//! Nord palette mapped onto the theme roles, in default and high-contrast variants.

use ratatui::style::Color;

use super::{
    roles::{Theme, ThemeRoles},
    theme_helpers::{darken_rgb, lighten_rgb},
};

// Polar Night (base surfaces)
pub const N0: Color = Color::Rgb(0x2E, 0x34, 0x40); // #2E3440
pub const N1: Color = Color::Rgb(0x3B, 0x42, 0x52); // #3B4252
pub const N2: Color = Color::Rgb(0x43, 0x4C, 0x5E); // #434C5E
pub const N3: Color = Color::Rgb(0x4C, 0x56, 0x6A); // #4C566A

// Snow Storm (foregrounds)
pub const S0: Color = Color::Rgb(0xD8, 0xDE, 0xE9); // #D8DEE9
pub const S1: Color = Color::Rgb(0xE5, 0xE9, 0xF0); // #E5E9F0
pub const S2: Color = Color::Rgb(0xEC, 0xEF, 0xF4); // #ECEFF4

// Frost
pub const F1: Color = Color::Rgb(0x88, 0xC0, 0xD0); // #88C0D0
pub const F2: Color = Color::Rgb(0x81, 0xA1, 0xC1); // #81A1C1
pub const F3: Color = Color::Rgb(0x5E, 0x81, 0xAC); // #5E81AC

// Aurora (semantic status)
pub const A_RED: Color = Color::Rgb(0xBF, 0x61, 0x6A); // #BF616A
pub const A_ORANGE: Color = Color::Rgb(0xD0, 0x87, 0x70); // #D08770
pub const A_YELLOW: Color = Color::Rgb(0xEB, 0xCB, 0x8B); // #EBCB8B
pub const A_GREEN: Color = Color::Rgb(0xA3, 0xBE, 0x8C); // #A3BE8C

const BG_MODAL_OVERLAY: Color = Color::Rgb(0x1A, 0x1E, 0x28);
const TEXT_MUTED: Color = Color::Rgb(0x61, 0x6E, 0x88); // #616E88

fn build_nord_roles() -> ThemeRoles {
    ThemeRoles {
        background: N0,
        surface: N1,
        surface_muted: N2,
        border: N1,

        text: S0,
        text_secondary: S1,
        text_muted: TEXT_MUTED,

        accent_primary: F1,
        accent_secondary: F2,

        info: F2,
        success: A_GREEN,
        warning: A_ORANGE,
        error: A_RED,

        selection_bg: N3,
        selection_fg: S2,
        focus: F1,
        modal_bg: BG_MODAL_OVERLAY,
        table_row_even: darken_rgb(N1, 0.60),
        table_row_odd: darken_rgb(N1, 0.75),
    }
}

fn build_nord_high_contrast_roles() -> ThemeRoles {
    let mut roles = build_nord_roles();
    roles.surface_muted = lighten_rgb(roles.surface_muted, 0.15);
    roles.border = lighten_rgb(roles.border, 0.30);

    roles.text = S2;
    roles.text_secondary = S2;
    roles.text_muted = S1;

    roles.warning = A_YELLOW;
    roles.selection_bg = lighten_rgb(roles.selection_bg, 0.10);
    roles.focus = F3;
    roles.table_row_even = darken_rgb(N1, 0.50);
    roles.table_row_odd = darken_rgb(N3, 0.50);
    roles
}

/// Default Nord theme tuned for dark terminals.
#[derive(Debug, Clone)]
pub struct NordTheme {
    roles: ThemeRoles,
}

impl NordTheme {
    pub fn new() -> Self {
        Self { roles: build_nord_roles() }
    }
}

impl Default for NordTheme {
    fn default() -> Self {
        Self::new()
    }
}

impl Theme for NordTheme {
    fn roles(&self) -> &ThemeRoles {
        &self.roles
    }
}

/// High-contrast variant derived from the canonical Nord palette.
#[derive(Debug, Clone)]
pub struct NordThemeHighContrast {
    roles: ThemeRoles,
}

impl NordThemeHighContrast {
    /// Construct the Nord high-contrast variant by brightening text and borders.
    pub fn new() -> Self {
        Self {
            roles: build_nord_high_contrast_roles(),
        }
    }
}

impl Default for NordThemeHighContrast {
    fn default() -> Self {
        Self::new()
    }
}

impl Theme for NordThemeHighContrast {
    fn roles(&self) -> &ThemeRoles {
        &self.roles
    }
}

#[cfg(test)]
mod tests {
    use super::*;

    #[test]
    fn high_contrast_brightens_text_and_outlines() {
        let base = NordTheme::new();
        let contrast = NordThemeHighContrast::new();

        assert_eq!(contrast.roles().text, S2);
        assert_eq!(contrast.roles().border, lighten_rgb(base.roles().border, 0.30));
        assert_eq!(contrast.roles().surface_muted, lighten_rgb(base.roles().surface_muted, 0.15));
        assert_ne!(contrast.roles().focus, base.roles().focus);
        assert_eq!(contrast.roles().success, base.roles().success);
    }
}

#####

■ What is expected: Please copy out every entry word for word.

■ Solved exercise:
//! Nord palette mapped onto the theme roles, in default and high-contrast variants.

use ratatui::style::Color;

use super::{
    roles::{Theme, ThemeRoles},
    theme_helpers::{darken_rgb, lighten_rgb},
};

// Polar Night (base surfaces)
pub const N0: Color = Color::Rgb(0x2E, 0x34, 0x40); // #2E3440
pub const N1: Color = Color::Rgb(0x3B, 0x42, 0x52); // #3B4252
pub const N2: Color = Color::Rgb(0x43, 0x4C, 0x5E); // #434C5E
pub const N3: Color = Color::Rgb(0x4C, 0x56, 0x6A); // #4C566A

// Snow Storm (foregrounds)
pub const S0: Color = Color::Rgb(0xD8, 0xDE, 0xE9); // #D8DEE9
pub const S1: Color = Color::Rgb(0xE5, 0xE9, 0xF0); // #E5E9F0
pub const S2: Color = Color::Rgb(0xEC, 0xEF, 0xF4); // #ECEFF4

// Frost
pub const F1: Color = Color::Rgb(0x88, 0xC0, 0xD0); // #88C0D0
pub const F2: Color = Color::Rgb(0x81, 0xA1, 0xC1); // #81A1C1
pub const F3: Color = Color::Rgb(0x5E, 0x81, 0xAC); // #5E81AC

// Aurora (semantic status)
pub const A_RED: Color = Color::Rgb(0xBF, 0x61, 0x6A); // #BF616A
pub const A_ORANGE: Color = Color::Rgb(0xD0, 0x87, 0x70); // #D08770
pub const A_YELLOW: Color = Color::Rgb(0xEB, 0xCB, 0x8B); // #EBCB8B
pub const A_GREEN: Color = Color::Rgb(0xA3, 0xBE, 0x8C); // #A3BE8C

const BG_MODAL_OVERLAY: Color = Color::Rgb(0x1A, 0x1E, 0x28);
const TEXT_MUTED: Color = Color::Rgb(0x61, 0x6E, 0x88); // #616E88

fn build_nord_roles() -> ThemeRoles {
    ThemeRoles {
        background: N0,
        surface: N1,
        surface_muted: N2,
        border: N1,

        text: S0,
        text_secondary: S1,
        text_muted: TEXT_MUTED,

        accent_primary: F1,
        accent_secondary: F2,

        info: F2,
        success: A_GREEN,
        warning: A_ORANGE,
        error: A_RED,

        selection_bg: N3,
        selection_fg: S2,
        focus: F1,
        modal_bg: BG_MODAL_OVERLAY,
        table_row_even: darken_rgb(N1, 0.60),
        table_row_odd: darken_rgb(N1, 0.75),
    }
}

fn build_nord_high_contrast_roles() -> ThemeRoles {
    let mut roles = build_nord_roles();
    roles.surface_muted = lighten_rgb(roles.surface_muted, 0.15);
    roles.border = lighten_rgb(roles.border, 0.30);

    roles.text = S2;
    roles.text_secondary = S2;
    roles.text_muted = S1;

    roles.warning = A_YELLOW;
    roles.selection_bg = lighten_rgb(roles.selection_bg, 0.10);
    roles.focus = F3;
    roles.table_row_even = darken_rgb(N1, 0.50);
    roles.table_row_odd = darken_rgb(N3, 0.50);
    roles
}

/// Default Nord theme tuned for dark terminals.
#[derive(Debug, Clone)]
pub struct NordTheme {
    roles: ThemeRoles,
}

impl NordTheme {
    pub fn new() -> Self {
        Self { roles: build_nord_roles() }
    }
}

impl Default for NordTheme {
    fn default() -> Self {
        Self::new()
    }
}

impl Theme for NordTheme {
    fn roles(&self) -> &ThemeRoles {
        &self.roles
    }
}

/// High-contrast variant derived from the canonical Nord palette.
#[derive(Debug, Clone)]
pub struct NordThemeHighContrast {
    roles: ThemeRoles,
}

impl NordThemeHighContrast {
    /// Construct the Nord high-contrast variant by brightening text and borders.
    pub fn new() -> Self {
        Self {
            roles: build_nord_high_contrast_roles(),
        }
    }
}

impl Default for NordThemeHighContrast {
    fn default() -> Self {
        Self::new()
    }
}

impl Theme for NordThemeHighContrast {
    fn roles(&self) -> &ThemeRoles {
        &self.roles
    }
}

#[cfg(test)]
mod tests {
    use super::*;

    #[test]
    fn high_contrast_brightens_text_and_outlines() {
        let base = NordTheme::new();
        let contrast = NordThemeHighContrast::new();

        assert_eq!(contrast.roles().text, S2);
        assert_eq!(contrast.roles().border, lighten_rgb(base.roles().border, 0.30));
        assert_eq!(contrast.roles().surface_muted, lighten_rgb(base.roles().surface_muted, 0.15));
        assert_ne!(contrast.roles().focus, base.roles().focus);
        assert_eq!(contrast.roles().success, base.roles().success);
    }
}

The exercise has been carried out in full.